The restaurant sat on the edge of the river, just before the freshwater found its way through the reeds and mud islands to the Atlantic Ocean. We sat in the gazebo by the dock and watched the shrimp and fish boats meander through the maze of salt marshes and then unload their catch. Then we went inside, to a small table by the window, and I took Julie to the seafood buffet.
Faced with more food than she had ever seen at once, Julie went stiff. I loaded her plate, got us some crab legs, and led her back to the table. She tried the fried shrimp and the blackened tilapia.
When I cracked the second cluster of crab legs, Julie began to cry. She cried and ate crabmeat, dunking it in melted butter, licked her fingers, and cried some more.
On the drive back, she sat sullenly in her seat.
"So what happens to me now?" she asked finally.
"Summer's almost over. Eventually, you'll have to go to school."
"Because you have a gift. I want you to learn and to get to know other people. Other kids and adults, so you can learn how they think. So nobody can take advantage of you again."
"They won't like me."
"You might be surprised."
"Is it going to be one of those schools where you live there, too?"
I nodded. "I make a very bad mom. I'm not home enough and even when I am, I'm not the best person to take care of a kid. But I can pull off a crazy aunt. You can always come and visit me on holidays.

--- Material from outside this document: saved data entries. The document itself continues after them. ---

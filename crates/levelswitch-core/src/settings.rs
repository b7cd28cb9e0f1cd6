//! Switcher settings
//!
//! Everything here is persisted with the rules and defaulted field by field,
//! so older settings files keep loading.

use crate::logging::LogConfig;
use crate::rule::LevelCondition;
use serde::{Deserialize, Serialize};

/// Default name of the previous-scene marker
pub const PREVIOUS_SCENE_NAME: &str = "Previous Scene";

/// Default evaluation interval in milliseconds
pub const DEFAULT_CHECK_INTERVAL_MS: u64 = 300;

/// Engine-wide settings
#[derive(Debug, Clone, PartialEq, Serialize, Deserialize)]
#[serde(default)]
pub struct SwitcherSettings {
    /// Scene name that stands for "the scene before the current one"
    pub previous_scene_name: String,
    /// Comparator used for rules that do not specify one
    pub default_condition: LevelCondition,
    /// Tolerance for threshold equality in edit lookups (0 = exact)
    pub threshold_tolerance: f32,
    /// Evaluation interval of the background loop
    pub check_interval_ms: u64,
    /// Log every match at info level
    pub verbose: bool,
    /// Logging configuration
    pub log_config: LogConfig,
}

impl Default for SwitcherSettings {
    fn default() -> Self {
        Self {
            previous_scene_name: PREVIOUS_SCENE_NAME.to_string(),
            default_condition: LevelCondition::Above,
            threshold_tolerance: 0.0,
            check_interval_ms: DEFAULT_CHECK_INTERVAL_MS,
            verbose: false,
            log_config: LogConfig::default(),
        }
    }
}

impl SwitcherSettings {
    /// True if a scene name is the previous-scene marker
    pub fn is_previous_scene(&self, scene_name: &str) -> bool {
        scene_name == self.previous_scene_name
    }

    /// Evaluation interval as a `Duration` (at least 1 ms)
    pub fn check_interval(&self) -> std::time::Duration {
        std::time::Duration::from_millis(self.check_interval_ms.max(1))
    }
}

#[cfg(test)]
mod tests {
    use super::*;

    #[test]
    fn test_defaults() {
        let settings = SwitcherSettings::default();
        assert_eq!(settings.previous_scene_name, "Previous Scene");
        assert_eq!(settings.default_condition, LevelCondition::Above);
        assert_eq!(settings.threshold_tolerance, 0.0);
        assert_eq!(settings.check_interval_ms, 300);
        assert!(!settings.verbose);
    }

    #[test]
    fn test_is_previous_scene() {
        let settings = SwitcherSettings::default();
        assert!(settings.is_previous_scene("Previous Scene"));
        assert!(!settings.is_previous_scene("previous scene"));
        assert!(!settings.is_previous_scene(""));
    }

    #[test]
    fn test_zero_interval_is_clamped() {
        let settings = SwitcherSettings {
            check_interval_ms: 0,
            ..Default::default()
        };
        assert_eq!(settings.check_interval().as_millis(), 1);
    }

    #[test]
    fn test_partial_deserialization() {
        let settings: SwitcherSettings =
            serde_json::from_str(r#"{ "verbose": true, "default_condition": "below" }"#).unwrap();
        assert!(settings.verbose);
        assert_eq!(settings.default_condition, LevelCondition::Below);
        assert_eq!(settings.previous_scene_name, PREVIOUS_SCENE_NAME);
    }

    #[test]
    fn test_serialization_roundtrip() {
        let original = SwitcherSettings {
            previous_scene_name: "Back".to_string(),
            threshold_tolerance: 0.01,
            ..Default::default()
        };
        let json = serde_json::to_string(&original).expect("Failed to serialize");
        let restored: SwitcherSettings =
            serde_json::from_str(&json).expect("Failed to deserialize");
        assert_eq!(original, restored);
    }
}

I cook a mean goose."
"Why not turkey?"
"I don't like turkey. Too dry."
"What if I hate it there?" Julie asked.
"Then we'll keep looking until we find a school you don't hate."
"And I can come to live with you when I need to?"
"Always," I promised.
THREE WEEKS LATER I DROPPED JULIE OFF AT MACON Kao Arts Academy. Her magic talents, combined with my dismal income, easily qualified her for a scholarship. It was a good school, located in a peaceful spot, with a decent campus that reminded me of a park bordered by nine-foot-tall walls and towers armed with both machine guns and arrow sprayers. I met every member of the faculty, and all of them seemed disinclined to take any crap. They had an empath as a counselor. She would help Julie heal. Can't get better than an empath.
It was dark when I finally made it home. As always after the flare, the magic left the world alone for a while, and I had to make the trip in Betsi, which had stalled on me midway for no apparent mechanical reason. When I finally made it to the front door, I was dog tired. I climbed the stairs in the dusk and saw a bouquet of red roses in a crystal vase on my porch. The little card said, "I'm sorry. Saiman."
I took the flowers and the vase to the dumpster, grumbling under my breath, returned to the door, reached for my key, and realized the door stood slightly ajar.
I pulled Slayer from its sheath and pushed the door open with my fingertips. It swung soundlessly on well-greased hinges. Through the hallway, I saw the living room lamp glowing with soothing yellow light. I smelled coffee.
Who breaks into a house, turns on the lights, and makes coffee?
I padded into the living room on soft feet, Slayer ready.
"Loud and clumsy, like a baby rhino," said a familiar voice.
I stepped into the living room. Curran sat on my couch, reading my favorite paperback. His hair was back to its normal short length. His face was clean shaven. He looked nothing like the dark, demonic figure who shook a would-be god's head on a field a month ago.